What the task requires: In the material below, find all lines with the string "async" and copy them.

Data for analysis:
pub mod list_status;
pub mod locate_button;
pub mod music_item;
pub mod options_popup;
pub mod title_tag;

pub use self::list_status::{list_empty, list_footer};
pub use self::locate_button::render_locate_button;
pub use self::music_item::MusicItem;
pub use self::options_popup::render_options_popup;
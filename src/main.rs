// Module declarations
mod app;
mod track;

use app::cli::Args;
use app::config::Config;
use app::{
    App, AppConstructor, AppMainLoop,
    terminal::{init_terminal, install_panic_hook, restore_terminal},
};
use clap::Parser;

#[tokio::main]
async fn main() -> color_eyre::Result<()> {
    color_eyre::install()?;

    let args = Args::parse();

    // Handle --generate-config option
    if let Some(path) = &args.generate_config {
        let config_path = if path.is_dir() || path.to_str() == Some(".") {
            path.join("config.toml")
        } else {
            path.clone()
        };
        Config::generate_default(config_path)?;
        return Ok(());
    }

    let config_path = match &args.config {
        Some(path) => path.clone(),
        None => Config::default_config_path()?,
    };
    let config_existed = config_path.exists();

    let (config, config_warnings) = Config::load(Some(config_path.clone()))?;

    let logging_enabled = config.logging.enabled;
    if logging_enabled {
        app::logging::ensure_log_directory(&config.logging)?;
        app::logging::init_logger(&config.logging)?;
        app::logging::log_startup_info();
        app::logging::log_config_loading(&config_path, !config_existed);

        for warning in &config_warnings {
            log::warn!("{}", warning);
        }
    }

    let mut app = App::new_with_config(config, args)?;

    // File warnings first, then the ones found while building the app
    let mut warnings = config_warnings;
    warnings.append(&mut app.config_warnings);
    app.show_config_warnings_popup = !warnings.is_empty();
    app.config_warnings = warnings;

    install_panic_hook();
    let terminal = init_terminal()?;
    let result = app.run(terminal).await;

    if logging_enabled {
        app::logging::log_shutdown_info();
    }

    restore_terminal()?;
    result
}
use ratatui::{
    Frame,
    layout::Rect,
    style::{Color, Modifier, Style},
    text::{Line, Span},
    widgets::{Block, BorderType, Borders, Clear, Paragraph},
};

use crate::app::config::Palette;
use crate::app::ui::utils::{blend, bottom_right};

const LABEL: &str = " ⌖ ";
const BUTTON_WIDTH: u16 = 7;
const BUTTON_HEIGHT: u16 = 3;
const RIGHT_INSET: u16 = 2;
const BOTTOM_INSET: u16 = 1;

/// Area the locate button occupies inside `list_area`.
pub fn locate_button_area(list_area: Rect) -> Rect {
    bottom_right(list_area, BUTTON_WIDTH, BUTTON_HEIGHT, RIGHT_INSET, BOTTOM_INSET)
}

/// Draw the floating locate button faded to `opacity`.
pub fn render_locate_button(
    frame: &mut Frame<'_>,
    list_area: Rect,
    opacity: f32,
    key_hint: &str,
    palette: &Palette,
) {
    if opacity <= 0.0 {
        return;
    }
    let area = locate_button_area(list_area);
    if area.width < BUTTON_WIDTH || area.height < BUTTON_HEIGHT {
        return;
    }

    let button = blend(palette.locate_button(), palette.background, opacity);
    let glyph = blend(Color::Rgb(0xFF, 0xFF, 0xFF), palette.background, opacity);

    let block = Block::default()
        .borders(Borders::ALL)
        .border_type(BorderType::Rounded)
        .border_style(Style::default().fg(button))
        .title_bottom(Line::from(Span::styled(
            key_hint.to_string(),
            Style::default().fg(button),
        )))
        .style(Style::default().bg(palette.background));

    let label = Paragraph::new(Line::from(Span::styled(
        LABEL,
        Style::default()
            .fg(glyph)
            .bg(button)
            .add_modifier(Modifier::BOLD),
    )))
    .centered()
    .block(block);

    frame.render_widget(Clear, area);
    frame.render_widget(label, area);
}
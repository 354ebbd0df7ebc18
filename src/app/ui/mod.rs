pub mod animation;
pub mod locate;
pub mod music_list;
pub mod renderer;
pub mod utils;
pub mod viewport;
pub mod widgets;

pub use music_list::{ListHints, MusicList, ScrollInput};
pub use renderer::render;
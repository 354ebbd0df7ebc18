use ratatui::{
    Frame,
    layout::Constraint,
    style::{Style, Stylize},
    text::{Line, Span},
    widgets::{Block, BorderType, Borders, Clear, Paragraph},
};

use crate::app::config::Palette;
use crate::app::ui::utils::{center_area, truncate_by_width};
use crate::track::{SheetRef, Track};

/// Render the track options sheet centered on screen.
pub fn render_options_popup(
    frame: &mut Frame<'_>,
    track: &Track,
    sheet: Option<&SheetRef>,
    is_local: bool,
    palette: &Palette,
) {
    let area = center_area(
        frame.area(),
        Constraint::Percentage(60),
        Constraint::Length(9),
    );
    let text_width = area.width.saturating_sub(4) as usize;

    let label = Style::default().fg(palette.text_secondary);
    let value = Style::default().fg(palette.text);
    let field = |name: &'static str, text: &str| {
        Line::from(vec![
            Span::styled(format!(" {:<8}", name), label),
            Span::styled(truncate_by_width(text, text_width.saturating_sub(9)), value),
        ])
    };

    let mut lines = vec![
        field("Title", &track.title),
        field("Artist", &track.artist),
        field("Album", track.album.as_deref().unwrap_or("-")),
        field("Source", &format!("{} / {}", track.platform, track.id)),
        field("Local", if is_local { "yes" } else { "no" }),
    ];
    if let Some(sheet) = sheet {
        lines.push(field("Sheet", &sheet.title));
    }
    lines.push(Line::from(Span::styled("Esc to close", label)).centered());

    let block = Block::default()
        .borders(Borders::ALL)
        .border_type(BorderType::Rounded)
        .border_style(Style::default().fg(palette.highlight()))
        .title(Line::from(" Options ").fg(palette.highlight()))
        .style(Style::default().bg(palette.background));

    frame.render_widget(Clear, area);
    frame.render_widget(Paragraph::new(lines).block(block), area);
}
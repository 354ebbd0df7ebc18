use std::time::{Duration, Instant};

use ratatui::DefaultTerminal;

use super::App;
use crate::app::event_handlers::EventHandlers;

/// How long to wait for input between polls
const INPUT_POLL_INTERVAL: Duration = Duration::from_millis(10);

/// Redraw cadence while something on screen animates
const FRAME_INTERVAL: Duration = Duration::from_millis(16);

/// Trait for main application loop
pub trait AppMainLoop {
    async fn run(self, terminal: DefaultTerminal) -> color_eyre::Result<()>
    where
        Self: Sized;
}

/// Resolves with the signal name once SIGINT or SIGTERM arrives.
#[cfg(unix)]
async fn shutdown_signal() -> &'static str {
    use tokio::signal::unix::{SignalKind, signal};

    match (
        signal(SignalKind::interrupt()),
        signal(SignalKind::terminate()),
    ) {
        (Ok(mut sigint), Ok(mut sigterm)) => tokio::select! {
            _ = sigint.recv() => "SIGINT",
            _ = sigterm.recv() => "SIGTERM",
        },
        (Err(e), _) | (_, Err(e)) => {
            log::warn!("Failed to set up signal handlers: {}", e);
            std::future::pending().await
        }
    }
}

#[cfg(not(unix))]
async fn shutdown_signal() -> &'static str {
    match tokio::signal::ctrl_c().await {
        Ok(()) => "Ctrl-C",
        Err(e) => {
            log::warn!("Failed to set up Ctrl-C handler: {}", e);
            std::future::pending().await
        }
    }
}

impl AppMainLoop for App {
    /// Run the application's main loop.
    async fn run(mut self, mut terminal: DefaultTerminal) -> color_eyre::Result<()> {
        self.running = true;
        self.catalog.start();

        let shutdown = shutdown_signal();
        tokio::pin!(shutdown);

        let mut last_frame: Option<Instant> = None;

        log::info!("Entering event-driven main loop");

        while self.running {
            let now = Instant::now();
            let changed = self.update(now);
            let frame_due = self.list.is_animating()
                && last_frame.is_none_or(|last| now.duration_since(last) >= FRAME_INTERVAL);

            if changed || frame_due || self.needs_redraw {
                terminal.draw(|frame| crate::app::ui::render(frame, &mut self, now))?;
                self.needs_redraw = false;
                last_frame = Some(now);
            }

            // Wake for the overlay timer or a page delivery even without input
            let deadline = self
                .next_deadline()
                .map(tokio::time::Instant::from_std)
                .unwrap_or_else(|| tokio::time::Instant::now() + Duration::from_secs(3600));

            tokio::select! {
                _ = tokio::time::sleep(INPUT_POLL_INTERVAL) => {
                    while crossterm::event::poll(Duration::ZERO)? {
                        self.handle_crossterm_events(Instant::now())?;
                    }
                }

                _ = tokio::time::sleep_until(deadline) => {
                    log::trace!("Deadline reached");
                }

                signal = &mut shutdown => {
                    log::info!("Received {}, shutting down gracefully", signal);
                    self.quit();
                }
            }
        }

        log::info!("Exiting main loop");
        self.list.dispose();

        Ok(())
    }
}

Result:
async fn main() -> color_eyre::Result<()> {
    async fn run(self, terminal: DefaultTerminal) -> color_eyre::Result<()>
async fn shutdown_signal() -> &'static str {
async fn shutdown_signal() -> &'static str {
    async fn run(mut self, mut terminal: DefaultTerminal) -> color_eyre::Result<()> {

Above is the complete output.